### About this task
Your result should be the lines holding the word "None", copied from the entries below.

### The data
=== Begin Enclosure ===
//! View-lifecycle binding for orientation constraints.
//!
//! A [`ViewConstraint`] stands in for the per-view modifier of a UI toolkit:
//! the view layer owns one per view that declares supported orientations and
//! forwards its appear / disappear / change events.
//!
//! ```
//! use std::sync::Arc;
//! use interface_orientation::{Coordinator, OrientationMask, Policy, ViewConstraint};
//!
//! let coordinator = Arc::new(Coordinator::headless(Policy::default()));
//!
//! let mut video = ViewConstraint::new(Arc::clone(&coordinator), Some(OrientationMask::LANDSCAPE));
//! video.on_appear();
//! assert_eq!(coordinator.supported_orientations(), OrientationMask::LANDSCAPE);
//!
//! drop(video);
//! assert_eq!(coordinator.supported_orientations(), OrientationMask::ALL);
//! ```

use std::sync::Arc;

use crate::coordinator::{Coordinator, NoopHost, OrientationHost};
use crate::orientation::OrientationMask;
use crate::registry::RegistrantId;

/// One view's orientation constraint, bound to a coordinator.
///
/// `None` means the view declares no constraint and is not registered.
/// The constraint is unregistered when the handle is dropped.
pub struct ViewConstraint<H: OrientationHost = NoopHost> {
    coordinator: Arc<Coordinator<H>>,
    id: RegistrantId,
    mask: Option<OrientationMask>,
    visible: bool,
}

impl<H: OrientationHost> ViewConstraint<H> {
    /// Creates the binding. Nothing is registered until [`on_appear`](Self::on_appear).
    pub fn new(coordinator: Arc<Coordinator<H>>, mask: Option<OrientationMask>) -> Self {
        Self {
            coordinator,
            id: RegistrantId::new(),
            mask,
            visible: false,
        }
    }

    pub fn id(&self) -> RegistrantId {
        self.id
    }

    pub fn mask(&self) -> Option<OrientationMask> {
        self.mask
    }

    pub fn is_visible(&self) -> bool {
        self.visible
    }

    /// The view entered the visible hierarchy.
    pub fn on_appear(&mut self) {
        self.visible = true;
        if let Some(mask) = self.mask {
            self.coordinator.register(self.id, mask);
        }
    }

    /// The view left the visible hierarchy.
    pub fn on_disappear(&mut self) {
        if !self.visible {
            return;
        }
        self.visible = false;
        if self.mask.is_some() {
            self.coordinator.unregister(self.id);
        }
    }

    /// The view's declared constraint changed.
    ///
    /// While visible, a new mask re-registers and `None` unregisters. While
    /// hidden the new value is only remembered for the next appearance.
    pub fn on_change(&mut self, mask: Option<OrientationMask>) {
        let previous = core::mem::replace(&mut self.mask, mask);
        if !self.visible {
            return;
        }
        match (previous, mask) {
            (_, Some(mask)) => self.coordinator.register(self.id, mask),
            (Some(_), None) => self.coordinator.unregister(self.id),
            (None, None) => {}
        }
    }
}

impl<H: OrientationHost> Drop for ViewConstraint<H> {
    fn drop(&mut self) {
        self.on_disappear();
    }
}

impl<H: OrientationHost> core::fmt::Debug for ViewConstraint<H> {
    fn fmt(&self, f: &mut core::fmt::Formatter<'_>) -> core::fmt::Result {
        f.debug_struct("ViewConstraint")
            .field("id", &self.id)
            .field("mask", &self.mask)
            .field("visible", &self.visible)
            .finish()
    }
}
=== End Enclosure ===
### Answer section
/// `None` means the view declares no constraint and is not registered.
    /// While visible, a new mask re-registers and `None` unregisters. While
            (Some(_), None) => self.coordinator.unregister(self.id),
            (None, None) => {}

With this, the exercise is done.